*** Entries provided ***

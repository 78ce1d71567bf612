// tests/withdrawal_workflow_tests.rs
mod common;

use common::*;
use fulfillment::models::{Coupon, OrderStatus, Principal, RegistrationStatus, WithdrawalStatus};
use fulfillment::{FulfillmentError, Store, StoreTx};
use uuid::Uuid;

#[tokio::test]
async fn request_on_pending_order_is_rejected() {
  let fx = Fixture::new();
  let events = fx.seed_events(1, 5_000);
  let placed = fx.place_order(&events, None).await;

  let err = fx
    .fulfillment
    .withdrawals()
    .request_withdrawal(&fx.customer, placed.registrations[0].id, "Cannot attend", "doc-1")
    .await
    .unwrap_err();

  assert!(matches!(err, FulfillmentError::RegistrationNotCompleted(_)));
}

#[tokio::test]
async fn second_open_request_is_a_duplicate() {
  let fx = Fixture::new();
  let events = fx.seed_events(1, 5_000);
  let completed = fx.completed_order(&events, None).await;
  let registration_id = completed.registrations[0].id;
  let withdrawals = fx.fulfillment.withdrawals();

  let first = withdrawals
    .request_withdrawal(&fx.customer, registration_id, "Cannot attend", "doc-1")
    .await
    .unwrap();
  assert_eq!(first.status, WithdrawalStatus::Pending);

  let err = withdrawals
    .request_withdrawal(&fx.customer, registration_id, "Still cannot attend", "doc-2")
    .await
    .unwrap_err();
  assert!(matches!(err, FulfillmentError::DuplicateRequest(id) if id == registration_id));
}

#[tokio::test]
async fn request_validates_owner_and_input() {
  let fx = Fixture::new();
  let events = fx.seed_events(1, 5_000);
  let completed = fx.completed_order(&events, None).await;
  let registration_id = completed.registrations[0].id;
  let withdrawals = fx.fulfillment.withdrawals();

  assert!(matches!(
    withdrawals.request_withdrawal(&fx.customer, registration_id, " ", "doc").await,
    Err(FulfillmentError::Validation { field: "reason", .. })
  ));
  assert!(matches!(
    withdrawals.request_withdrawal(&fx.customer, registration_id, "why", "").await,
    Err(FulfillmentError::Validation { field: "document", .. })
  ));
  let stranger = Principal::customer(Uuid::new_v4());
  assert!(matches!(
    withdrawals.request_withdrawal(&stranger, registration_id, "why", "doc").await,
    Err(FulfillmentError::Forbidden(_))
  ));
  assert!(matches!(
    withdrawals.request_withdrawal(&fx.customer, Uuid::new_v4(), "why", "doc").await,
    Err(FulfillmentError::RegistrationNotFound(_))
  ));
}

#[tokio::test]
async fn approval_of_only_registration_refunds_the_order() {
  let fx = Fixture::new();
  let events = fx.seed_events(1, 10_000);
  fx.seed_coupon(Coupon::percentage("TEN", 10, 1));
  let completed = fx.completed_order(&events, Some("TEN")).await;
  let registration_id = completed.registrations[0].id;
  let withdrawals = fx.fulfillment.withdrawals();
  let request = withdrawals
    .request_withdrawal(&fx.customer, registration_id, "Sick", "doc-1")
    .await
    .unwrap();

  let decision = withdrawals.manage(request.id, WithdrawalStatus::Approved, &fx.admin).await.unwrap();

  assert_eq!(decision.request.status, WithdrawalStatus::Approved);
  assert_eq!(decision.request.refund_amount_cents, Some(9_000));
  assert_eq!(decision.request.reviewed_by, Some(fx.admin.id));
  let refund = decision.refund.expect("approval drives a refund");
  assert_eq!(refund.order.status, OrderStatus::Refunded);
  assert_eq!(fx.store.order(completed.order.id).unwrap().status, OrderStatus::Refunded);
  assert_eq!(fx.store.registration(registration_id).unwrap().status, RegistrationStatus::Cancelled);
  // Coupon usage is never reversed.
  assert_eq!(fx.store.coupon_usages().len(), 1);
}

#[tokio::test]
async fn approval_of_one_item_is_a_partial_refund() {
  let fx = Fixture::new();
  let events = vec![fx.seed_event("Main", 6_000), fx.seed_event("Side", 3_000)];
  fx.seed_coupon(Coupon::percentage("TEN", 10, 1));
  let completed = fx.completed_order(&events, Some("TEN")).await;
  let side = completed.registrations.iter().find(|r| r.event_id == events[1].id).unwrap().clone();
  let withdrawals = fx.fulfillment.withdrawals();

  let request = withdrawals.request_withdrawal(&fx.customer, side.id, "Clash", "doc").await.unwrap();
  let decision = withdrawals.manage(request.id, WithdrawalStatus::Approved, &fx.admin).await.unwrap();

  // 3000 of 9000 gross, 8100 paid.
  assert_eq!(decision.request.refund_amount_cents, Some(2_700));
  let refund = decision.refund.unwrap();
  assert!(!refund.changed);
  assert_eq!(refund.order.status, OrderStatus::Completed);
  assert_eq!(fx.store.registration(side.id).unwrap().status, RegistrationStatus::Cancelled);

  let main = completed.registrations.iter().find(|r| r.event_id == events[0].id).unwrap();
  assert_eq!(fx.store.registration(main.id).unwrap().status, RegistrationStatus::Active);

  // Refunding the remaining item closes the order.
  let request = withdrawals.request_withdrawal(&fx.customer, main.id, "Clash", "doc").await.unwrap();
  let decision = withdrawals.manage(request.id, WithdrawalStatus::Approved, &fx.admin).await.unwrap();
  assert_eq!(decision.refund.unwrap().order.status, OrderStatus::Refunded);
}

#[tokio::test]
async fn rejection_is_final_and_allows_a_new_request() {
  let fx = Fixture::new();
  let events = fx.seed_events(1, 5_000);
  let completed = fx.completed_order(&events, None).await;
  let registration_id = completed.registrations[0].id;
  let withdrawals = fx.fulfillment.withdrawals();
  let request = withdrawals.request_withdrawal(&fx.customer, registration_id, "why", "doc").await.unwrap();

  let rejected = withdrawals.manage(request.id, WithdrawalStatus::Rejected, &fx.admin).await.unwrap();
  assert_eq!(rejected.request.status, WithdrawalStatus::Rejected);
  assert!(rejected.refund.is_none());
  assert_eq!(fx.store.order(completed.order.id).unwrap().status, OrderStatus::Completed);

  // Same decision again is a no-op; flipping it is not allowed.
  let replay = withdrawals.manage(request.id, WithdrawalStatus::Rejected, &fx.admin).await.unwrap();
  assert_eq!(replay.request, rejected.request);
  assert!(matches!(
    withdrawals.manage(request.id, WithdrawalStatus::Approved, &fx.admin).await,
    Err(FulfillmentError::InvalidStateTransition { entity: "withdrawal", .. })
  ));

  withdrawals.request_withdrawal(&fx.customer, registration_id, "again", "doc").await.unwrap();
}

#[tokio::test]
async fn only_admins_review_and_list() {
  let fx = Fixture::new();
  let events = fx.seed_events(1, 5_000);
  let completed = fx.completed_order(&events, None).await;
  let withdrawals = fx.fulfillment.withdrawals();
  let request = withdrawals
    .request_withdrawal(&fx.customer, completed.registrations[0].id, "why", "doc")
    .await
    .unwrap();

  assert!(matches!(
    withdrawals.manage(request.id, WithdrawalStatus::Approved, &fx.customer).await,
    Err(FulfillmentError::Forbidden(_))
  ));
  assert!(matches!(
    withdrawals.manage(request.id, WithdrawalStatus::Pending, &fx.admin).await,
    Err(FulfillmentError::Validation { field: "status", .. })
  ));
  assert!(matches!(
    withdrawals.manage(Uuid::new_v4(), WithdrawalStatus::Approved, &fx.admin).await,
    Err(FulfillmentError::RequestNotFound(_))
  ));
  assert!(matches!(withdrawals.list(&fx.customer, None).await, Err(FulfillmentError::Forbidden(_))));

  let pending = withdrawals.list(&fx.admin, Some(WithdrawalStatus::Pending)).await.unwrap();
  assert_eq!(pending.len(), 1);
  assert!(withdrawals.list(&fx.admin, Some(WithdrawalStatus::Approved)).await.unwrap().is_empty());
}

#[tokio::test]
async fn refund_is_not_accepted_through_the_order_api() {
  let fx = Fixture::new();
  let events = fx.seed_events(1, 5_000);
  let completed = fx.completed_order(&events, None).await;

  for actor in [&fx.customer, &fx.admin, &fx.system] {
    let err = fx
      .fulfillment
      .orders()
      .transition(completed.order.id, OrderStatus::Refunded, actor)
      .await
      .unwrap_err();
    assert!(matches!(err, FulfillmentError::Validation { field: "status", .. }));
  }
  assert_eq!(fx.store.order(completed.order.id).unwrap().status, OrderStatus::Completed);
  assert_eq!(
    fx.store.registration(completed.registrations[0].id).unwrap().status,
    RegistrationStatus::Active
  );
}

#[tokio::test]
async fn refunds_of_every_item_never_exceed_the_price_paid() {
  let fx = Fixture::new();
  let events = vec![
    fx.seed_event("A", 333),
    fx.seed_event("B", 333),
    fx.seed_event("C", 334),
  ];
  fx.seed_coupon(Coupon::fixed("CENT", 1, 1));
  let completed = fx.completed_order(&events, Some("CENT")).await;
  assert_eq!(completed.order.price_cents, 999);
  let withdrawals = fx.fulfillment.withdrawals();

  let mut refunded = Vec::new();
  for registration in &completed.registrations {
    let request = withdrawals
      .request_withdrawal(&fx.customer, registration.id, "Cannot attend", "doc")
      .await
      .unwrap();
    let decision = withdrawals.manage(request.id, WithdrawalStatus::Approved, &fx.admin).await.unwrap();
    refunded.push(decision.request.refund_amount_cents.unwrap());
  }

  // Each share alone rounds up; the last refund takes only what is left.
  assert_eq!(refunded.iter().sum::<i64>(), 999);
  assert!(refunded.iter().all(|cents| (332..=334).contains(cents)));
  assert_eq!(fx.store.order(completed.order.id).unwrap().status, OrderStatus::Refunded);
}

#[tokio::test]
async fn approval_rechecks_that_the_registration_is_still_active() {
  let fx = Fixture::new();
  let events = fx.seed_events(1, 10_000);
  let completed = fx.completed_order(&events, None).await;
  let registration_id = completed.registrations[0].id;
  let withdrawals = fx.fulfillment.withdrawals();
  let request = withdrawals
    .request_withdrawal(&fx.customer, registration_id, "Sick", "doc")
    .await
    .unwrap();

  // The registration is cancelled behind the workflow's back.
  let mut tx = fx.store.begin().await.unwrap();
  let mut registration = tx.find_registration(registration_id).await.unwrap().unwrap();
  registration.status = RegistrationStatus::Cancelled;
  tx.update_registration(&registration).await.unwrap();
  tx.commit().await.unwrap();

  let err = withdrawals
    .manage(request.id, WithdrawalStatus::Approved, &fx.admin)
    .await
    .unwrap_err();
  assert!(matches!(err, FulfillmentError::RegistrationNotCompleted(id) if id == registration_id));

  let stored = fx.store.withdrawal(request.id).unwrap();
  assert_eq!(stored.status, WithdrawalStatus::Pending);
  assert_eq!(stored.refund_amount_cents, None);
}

*** End of Entries provided ***

Using the data above, count the lines where "Principal" appears. Reply with the number only.

2